We can also get all of the values using destructuring binding. That is a fancy way of saying that when we assign a value, the left side of the assignment describes the shape of the value on the right side. For example:

var [h, s, l] = getHSL();
print(h);
print(s);
print(l);

On the first line, the left side matches the shape of the right side, the three-value array returned by getHSL(). If needed, we can ignore certain values.

var [h, , l] = getHSL();

// This is also legal if we don’t care about return values.  The
// difference between this and just calling getHSL() is that this
// makes it clear we are ignoring the return values.

var [,,] = getHSL();

This mechanism is intended to be the main way we pass back multiple-values in Javascript on the Mozilla platform.
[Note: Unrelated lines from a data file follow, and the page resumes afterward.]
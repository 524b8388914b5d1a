//! Instrument definitions for the tracked index derivatives.

use serde::{Deserialize, Serialize};

/// A tradeable index with an option chain.
///
/// Loaded once at startup and immutable for the lifetime of the session.
#[derive(Debug, Clone, Serialize, Deserialize)]
#[serde(rename_all = "camelCase")]
pub struct Instrument {
    /// Short name used as the engine-wide key (e.g. "NIFTY").
    pub name: String,
    /// Human-readable name (e.g. "NIFTY 50").
    pub display_name: String,
    /// Provider instrument key for spot quotes (e.g. "NSE_INDEX|Nifty 50").
    pub quote_key: String,
    /// Option symbol prefix used when resolving the chain.
    pub option_prefix: String,
    /// Gap between adjacent strikes.
    pub strike_step: u32,
    /// Contract lot size.
    pub lot_size: u32,
    /// Whether the engine processes this instrument.
    pub enabled: bool,
}

impl Instrument {
    /// Round a spot price to the nearest listed strike.
    pub fn atm_strike(&self, spot: f64) -> u32 {
        let step = self.strike_step as f64;
        ((spot / step).round() * step) as u32
    }
}

/// Built-in registry of supported indices.
///
/// FINNIFTY and MIDCPNIFTY ship disabled; the enabled set is narrowed
/// further by the `INSTRUMENTS` config variable.
pub fn builtin_instruments() -> Vec<Instrument> {
    vec![
        Instrument {
            name: "NIFTY".into(),
            display_name: "NIFTY 50".into(),
            quote_key: "NSE_INDEX|Nifty 50".into(),
            option_prefix: "NIFTY".into(),
            strike_step: 50,
            lot_size: 75,
            enabled: true,
        },
        Instrument {
            name: "BANKNIFTY".into(),
            display_name: "Bank NIFTY".into(),
            quote_key: "NSE_INDEX|Nifty Bank".into(),
            option_prefix: "BANKNIFTY".into(),
            strike_step: 100,
            lot_size: 30,
            enabled: true,
        },
        Instrument {
            name: "SENSEX".into(),
            display_name: "BSE SENSEX".into(),
            quote_key: "BSE_INDEX|SENSEX".into(),
            option_prefix: "SENSEX".into(),
            strike_step: 100,
            lot_size: 10,
            enabled: true,
        },
        Instrument {
            name: "FINNIFTY".into(),
            display_name: "Fin NIFTY".into(),
            quote_key: "NSE_INDEX|Nifty Fin Service".into(),
            option_prefix: "FINNIFTY".into(),
            strike_step: 50,
            lot_size: 40,
            enabled: false,
        },
        Instrument {
            name: "MIDCPNIFTY".into(),
            display_name: "Midcap NIFTY".into(),
            quote_key: "NSE_INDEX|NIFTY MID SELECT".into(),
            option_prefix: "MIDCPNIFTY".into(),
            strike_step: 25,
            lot_size: 75,
            enabled: false,
        },
    ]
}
But destructuring has other uses. The multiple assignments happen in parallel, not in sequence. So we can use destructuring to swap values without the need for temporary variables.

[a, b, c] = [c, a, b]

// Now a = c, b = a, and c = b

We can also use destructuring to get at objects.

var Lobby = { first: “Lobby”, last: “Jones” };

for (let [name, value] in Lobby) {
    // ...
}

Here we pull out each name and value of the properties as a pair. If we have a complex object, we can use an object on the left side of our bind to describe only the properties we want to extract into variables. Here is a good example from Mozilla’s site:

var people = [
  {
    name: "Mike Smith",
    family: {
      mother: "Jane Smith",
      father: "Harry Smith",
      sister: "Samantha Smith"
    },
    age: 35
  },
  {
    name: "Tom Jones",
    family: {
      mother: "Norah Jones",
      father: "Richard Jones",
      brother: "Howard Jones"
    },
    age: 25
  }
];

for each (let {name: n, family: { father: f } } in people) {
    print("Name: " + n + ", Father: " + f);
}

The key part here is the object sturcture to the left of ‘in’.

{
    name: n,
    family: {
        father: f
    }
}

This tells Javascript to pull out the name property and bind its value to ‘n’, and to take out the father property from inside the family object and bind that to ‘f’. This object is just a partial blueprint of the structure of ‘people’, naming the properties that we care about.